[Saved data entries]
——

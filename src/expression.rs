//! The expression tree: operator nodes over leaves holding a value of some
//! [`crate::value::Value`] algebra, with precedence-aware printing.

use crate::value::{Limits, Value};
use std::fmt;
use std::rc::Rc;

pub enum Expression<T: Value> {
    Number(T),
    /// A concatenation leaf, e.g. `777` for `n=7, d=3`. Printed identically
    /// to `Number` but tracked separately so the printer can skip bare
    /// concat nodes that aren't the final witness (§6 output rule).
    Concat(T),
    Negate(Rc<Expression<T>>),
    Add(Rc<Expression<T>>, Rc<Expression<T>>),
    Subtract(Rc<Expression<T>>, Rc<Expression<T>>),
    Multiply(Rc<Expression<T>>, Rc<Expression<T>>),
    Divide(Rc<Expression<T>>, Rc<Expression<T>>),
    Power(Rc<Expression<T>>, Rc<Expression<T>>),
    Sqrt(Rc<Expression<T>>, u32),
    Factorial(Rc<Expression<T>>),
}

impl<T: Value> Expression<T> {
    #[inline]
    pub fn get_number(&self) -> Option<&T> {
        match self {
            Expression::Number(x) | Expression::Concat(x) => Some(x),
            _ => None,
        }
    }

    #[inline]
    pub fn get_subtract(&self) -> Option<(&Rc<Expression<T>>, &Rc<Expression<T>>)> {
        match self {
            Expression::Subtract(x, y) => Some((x, y)),
            _ => None,
        }
    }

    #[inline]
    pub fn get_add(&self) -> Option<(&Rc<Expression<T>>, &Rc<Expression<T>>)> {
        match self {
            Expression::Add(x, y) => Some((x, y)),
            _ => None,
        }
    }

    #[inline]
    pub fn get_multiply(&self) -> Option<(&Rc<Expression<T>>, &Rc<Expression<T>>)> {
        match self {
            Expression::Multiply(x, y) => Some((x, y)),
            _ => None,
        }
    }

    #[inline]
    pub fn get_divide(&self) -> Option<(&Rc<Expression<T>>, &Rc<Expression<T>>)> {
        match self {
            Expression::Divide(x, y) => Some((x, y)),
            _ => None,
        }
    }

    #[inline]
    pub fn get_power(&self) -> Option<(&Rc<Expression<T>>, &Rc<Expression<T>>)> {
        match self {
            Expression::Power(x, y) => Some((x, y)),
            _ => None,
        }
    }

    #[inline]
    pub fn get_sqrt(&self) -> Option<(&Rc<Expression<T>>, &u32)> {
        match self {
            Expression::Sqrt(x, order) => Some((x, order)),
            _ => None,
        }
    }

    /// Precedence as defined in §4.3: number/concat=7, sqrt=6, factorial=5,
    /// power=4, multiply/divide=3, negate=2, add/subtract=1.
    #[inline]
    fn precedence(&self) -> i32 {
        match self {
            Expression::Number(_) | Expression::Concat(_) => 7,
            Expression::Sqrt(_, _) => 6,
            Expression::Factorial(_) => 5,
            Expression::Power(_, _) => 4,
            Expression::Multiply(_, _) | Expression::Divide(_, _) => 3,
            Expression::Negate(_) => 2,
            Expression::Add(_, _) | Expression::Subtract(_, _) => 1,
        }
    }
}

fn fmt_binary<T: Value>(
    f: &mut fmt::Formatter,
    x: &Rc<Expression<T>>,
    y: &Rc<Expression<T>>,
    operator: &str,
    precedence: i32,
    abelian: bool,
    rtl: bool,
) -> fmt::Result {
    let lhs = if x.precedence() < precedence || (x.precedence() == precedence && rtl && !abelian) {
        format!("({x})")
    } else {
        format!("{x}")
    };
    let rhs = if y.precedence() < precedence || (y.precedence() == precedence && !rtl && !abelian) {
        format!("({y})")
    } else {
        format!("{y}")
    };
    write!(f, "{lhs}{operator}{rhs}")
}

impl<T: Value> fmt::Display for Expression<T> {
    fn fmt(&self, f: &mut fmt::Formatter) -> fmt::Result {
        match self {
            Expression::Number(x) | Expression::Concat(x) => write!(f, "{x}"),
            Expression::Negate(x) => match x.get_add().or(x.get_subtract()) {
                Some(_) => write!(f, "-({x})"),
                None => write!(f, "-{x}"),
            },
            Expression::Add(x, y) => fmt_binary(f, x, y, "+", self.precedence(), true, false),
            Expression::Subtract(x, y) => fmt_binary(f, x, y, "-", self.precedence(), false, false),
            Expression::Multiply(x, y) => fmt_binary(f, x, y, "*", self.precedence(), true, false),
            Expression::Divide(x, y) => fmt_binary(f, x, y, "/", self.precedence(), false, false),
            Expression::Power(x, y) => fmt_binary(f, x, y, "^", self.precedence(), false, true),
            Expression::Sqrt(x, order) => {
                write!(f, "{}{}{}", "s".repeat((*order as usize).saturating_sub(1)), "sqrt(", x)?;
                write!(f, "{}", ")".repeat(*order as usize))
            }
            Expression::Factorial(x) => match x.get_number() {
                Some(_) => write!(f, "{x}!"),
                None => write!(f, "({x})!"),
            },
        }
    }
}

impl<T: Value> Expression<T> {
    pub fn from_number(x: T) -> Rc<Expression<T>> {
        Rc::new(Expression::Number(x))
    }

    pub fn from_concat(x: T) -> Rc<Expression<T>> {
        Rc::new(Expression::Concat(x))
    }

    pub fn from_negate(x: Rc<Expression<T>>) -> Rc<Expression<T>> {
        if let Some((y, z)) = x.get_subtract() {
            Rc::new(Expression::Subtract(z.clone(), y.clone()))
        } else {
            Rc::new(Expression::Negate(x))
        }
    }

    pub fn from_add(x: Rc<Expression<T>>, y: Rc<Expression<T>>) -> Rc<Expression<T>> {
        let x0 = x.get_subtract();
        let y0 = y.get_subtract();
        if let (Some((x1, x2)), Some((y1, y2))) = (x0, y0) {
            Rc::new(Expression::Subtract(
                Rc::new(Expression::Add(x1.clone(), y1.clone())),
                Rc::new(Expression::Add(x2.clone(), y2.clone())),
            ))
        } else if let Some((x1, x2)) = x0 {
            Rc::new(Expression::Subtract(Rc::new(Expression::Add(x1.clone(), y)), x2.clone()))
        } else if let Some((y1, y2)) = y0 {
            Rc::new(Expression::Subtract(Rc::new(Expression::Add(x, y1.clone())), y2.clone()))
        } else if let Some((y1, y2)) = y.get_add() {
            Rc::new(Expression::Add(Expression::from_add(x, y1.clone()), y2.clone()))
        } else {
            Rc::new(Expression::Add(x, y))
        }
    }

    pub fn from_subtract(x: Rc<Expression<T>>, y: Rc<Expression<T>>) -> Rc<Expression<T>> {
        if let Some((y1, y2)) = y.get_subtract() {
            Expression::from_add(x, Rc::new(Expression::Subtract(y2.clone(), y1.clone())))
        } else if let Some((x1, x2)) = x.get_subtract() {
            Rc::new(Expression::Subtract(x1.clone(), Rc::new(Expression::Add(x2.clone(), y))))
        } else {
            Rc::new(Expression::Subtract(x, y))
        }
    }

    pub fn from_multiply(x: Rc<Expression<T>>, y: Rc<Expression<T>>) -> Rc<Expression<T>> {
        if let (Some((x_base, x_order)), Some((y_base, y_order))) = (x.get_sqrt(), y.get_sqrt()) {
            let min_order = u32::min(*x_order, *y_order);
            return Expression::from_sqrt(
                Expression::from_multiply(
                    Expression::from_sqrt(x_base.clone(), x_order - min_order),
                    Expression::from_sqrt(y_base.clone(), y_order - min_order),
                ),
                min_order,
            );
        }
        let x0 = x.get_divide();
        let y0 = y.get_divide();
        if let (Some((x1, x2)), Some((y1, y2))) = (x0, y0) {
            Rc::new(Expression::Divide(
                Rc::new(Expression::Multiply(x1.clone(), y1.clone())),
                Rc::new(Expression::Multiply(x2.clone(), y2.clone())),
            ))
        } else if let Some((x1, x2)) = x0 {
            Rc::new(Expression::Divide(Rc::new(Expression::Multiply(x1.clone(), y)), x2.clone()))
        } else if let Some((y1, y2)) = y0 {
            Rc::new(Expression::Divide(Rc::new(Expression::Multiply(x, y1.clone())), y2.clone()))
        } else if let Some((y1, y2)) = y.get_multiply() {
            Rc::new(Expression::Multiply(Expression::from_multiply(x, y1.clone()), y2.clone()))
        } else {
            Rc::new(Expression::Multiply(x, y))
        }
    }

    pub fn from_divide(x: Rc<Expression<T>>, y: Rc<Expression<T>>) -> Rc<Expression<T>> {
        if let Some((y1, y2)) = y.get_divide() {
            Expression::from_multiply(x, Rc::new(Expression::Divide(y2.clone(), y1.clone())))
        } else if let Some((x1, x2)) = x.get_divide() {
            Rc::new(Expression::Divide(x1.clone(), Rc::new(Expression::Multiply(x2.clone(), y))))
        } else {
            Rc::new(Expression::Divide(x, y))
        }
    }

    pub fn from_power(x: Rc<Expression<T>>, y: Rc<Expression<T>>) -> Rc<Expression<T>> {
        if let Some((x1, x2)) = x.get_power() {
            Rc::new(Expression::Power(x1.clone(), Expression::from_multiply(x2.clone(), y)))
        } else if let Some((x0, order)) = x.get_sqrt() {
            Rc::new(Expression::Sqrt(Expression::from_power(x0.clone(), y), *order))
        } else {
            Rc::new(Expression::Power(x, y))
        }
    }

    pub fn from_sqrt(x: Rc<Expression<T>>, order: u32) -> Rc<Expression<T>> {
        if order == 0 {
            x
        } else if let Some((y, z)) = x.get_sqrt() {
            Rc::new(Expression::Sqrt(y.clone(), z + order))
        } else if let Some((y, z)) = x.get_divide() {
            Rc::new(Expression::Divide(
                Rc::new(Expression::Sqrt(y.clone(), order)),
                Rc::new(Expression::Sqrt(z.clone(), order)),
            ))
        } else {
            Rc::new(Expression::Sqrt(x, order))
        }
    }

    pub fn from_factorial(x: Rc<Expression<T>>) -> Rc<Expression<T>> {
        Rc::new(Expression::Factorial(x))
    }

    /// LaTeX rendering for the verbose/record-comparison output (§6).
    pub fn to_latex_string(&self) -> String {
        fn wrap<T: Value>(x: &Rc<Expression<T>>, min_precedence: i32) -> String {
            if x.precedence() < min_precedence {
                format!("\\left({}\\right)", x.to_latex_string())
            } else {
                x.to_latex_string()
            }
        }
        match self {
            Expression::Number(x) | Expression::Concat(x) => format!("{x}"),
            Expression::Negate(x) => format!("-{}", wrap(x, self.precedence())),
            Expression::Add(x, y) => format!("{}+{}", wrap(x, self.precedence()), wrap(y, self.precedence())),
            Expression::Subtract(x, y) => format!("{}-{}", wrap(x, self.precedence()), wrap(y, self.precedence() + 1)),
            Expression::Multiply(x, y) => {
                format!("{}\\times {}", wrap(x, self.precedence()), wrap(y, self.precedence()))
            }
            Expression::Divide(x, y) => format!("\\frac{{{}}}{{{}}}", x.to_latex_string(), y.to_latex_string()),
            Expression::Power(x, y) => format!("{}^{{{}}}", wrap(x, self.precedence() + 1), y.to_latex_string()),
            Expression::Sqrt(x, order) => {
                let mut s = x.to_latex_string();
                for _ in 0..*order {
                    s = format!("\\sqrt{{{s}}}");
                }
                s
            }
            Expression::Factorial(x) => format!("{}!", wrap(x, self.precedence() + 1)),
        }
    }
}

/// Re-evaluates a built expression tree against the algebra's own
/// arithmetic, used by the output printer to recover the value of every
/// intermediate subexpression without threading a parallel value tree.
pub fn evaluate<T: Value>(expr: &Expression<T>, limits: &Limits) -> Option<T> {
    match expr {
        Expression::Number(x) | Expression::Concat(x) => Some(x.clone()),
        Expression::Negate(x) => T::from_digit(0).sub(&evaluate(x, limits)?),
        Expression::Add(x, y) => evaluate(x, limits)?.add(&evaluate(y, limits)?),
        Expression::Subtract(x, y) => evaluate(x, limits)?.sub(&evaluate(y, limits)?),
        Expression::Multiply(x, y) => evaluate(x, limits)?.mul(&evaluate(y, limits)?),
        Expression::Divide(x, y) => evaluate(x, limits)?.div(&evaluate(y, limits)?),
        Expression::Power(x, y) => {
            // A `Power` node's exponent child is always the *original*
            // (unreduced) operand the engine found, with any `MAX_DIGITS`
            // pruning represented by the enclosing `Sqrt` wrapper instead —
            // so this must raise to the exact exponent (`literal_pow`), not
            // re-run the pruning `checked_pow`, or a witness whose exponent
            // search-time halving fired would re-reduce twice and evaluate
            // to the wrong value. A negated exponent (the `p^(-q)`
            // reciprocal witness) has no direct algebra representation
            // (I5: no algebra stores a negative value), so it is handled
            // here by raising to the positive exponent and inverting.
            let base = evaluate(x, limits)?;
            if let Expression::Negate(inner) = y.as_ref() {
                base.literal_pow(&evaluate(inner, limits)?)?.reciprocal()
            } else {
                base.literal_pow(&evaluate(y, limits)?)
            }
        }
        Expression::Sqrt(x, order) => {
            let mut v = evaluate(x, limits)?;
            for _ in 0..*order {
                v = v.try_sqrt(limits)?;
            }
            Some(v)
        }
        Expression::Factorial(x) => evaluate(x, limits)?.try_factorial(limits),
    }
}

/// Rebuilds an expression tree in a different algebra by mapping every leaf
/// through `f`, used to cross-pollinate a witness found by one solver into
/// a more general one (e.g. an integer witness re-typed as a rational).
/// Returns `None` if any leaf fails to convert.
pub fn map_values<T: Value, U: Value>(expr: &Expression<T>, f: &impl Fn(&T) -> Option<U>) -> Option<Rc<Expression<U>>> {
    Some(match expr {
        Expression::Number(x) => Rc::new(Expression::Number(f(x)?)),
        Expression::Concat(x) => Rc::new(Expression::Concat(f(x)?)),
        Expression::Negate(x) => Rc::new(Expression::Negate(map_values(x, f)?)),
        Expression::Add(x, y) => Rc::new(Expression::Add(map_values(x, f)?, map_values(y, f)?)),
        Expression::Subtract(x, y) => Rc::new(Expression::Subtract(map_values(x, f)?, map_values(y, f)?)),
        Expression::Multiply(x, y) => Rc::new(Expression::Multiply(map_values(x, f)?, map_values(y, f)?)),
        Expression::Divide(x, y) => Rc::new(Expression::Divide(map_values(x, f)?, map_values(y, f)?)),
        Expression::Power(x, y) => Rc::new(Expression::Power(map_values(x, f)?, map_values(y, f)?)),
        Expression::Sqrt(x, order) => Rc::new(Expression::Sqrt(map_values(x, f)?, *order)),
        Expression::Factorial(x) => Rc::new(Expression::Factorial(map_values(x, f)?)),
    })
}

——

Reproduce exactly the section above that begins at the line containing "to the wrong" and ends at the line containing "if let Expression::Negate(inner)", leaving out all other lines.

            // to the wrong value. A negated exponent (the `p^(-q)`
            // reciprocal witness) has no direct algebra representation
            // (I5: no algebra stores a negative value), so it is handled
            // here by raising to the positive exponent and inverting.
            let base = evaluate(x, limits)?;
            if let Expression::Negate(inner) = y.as_ref() {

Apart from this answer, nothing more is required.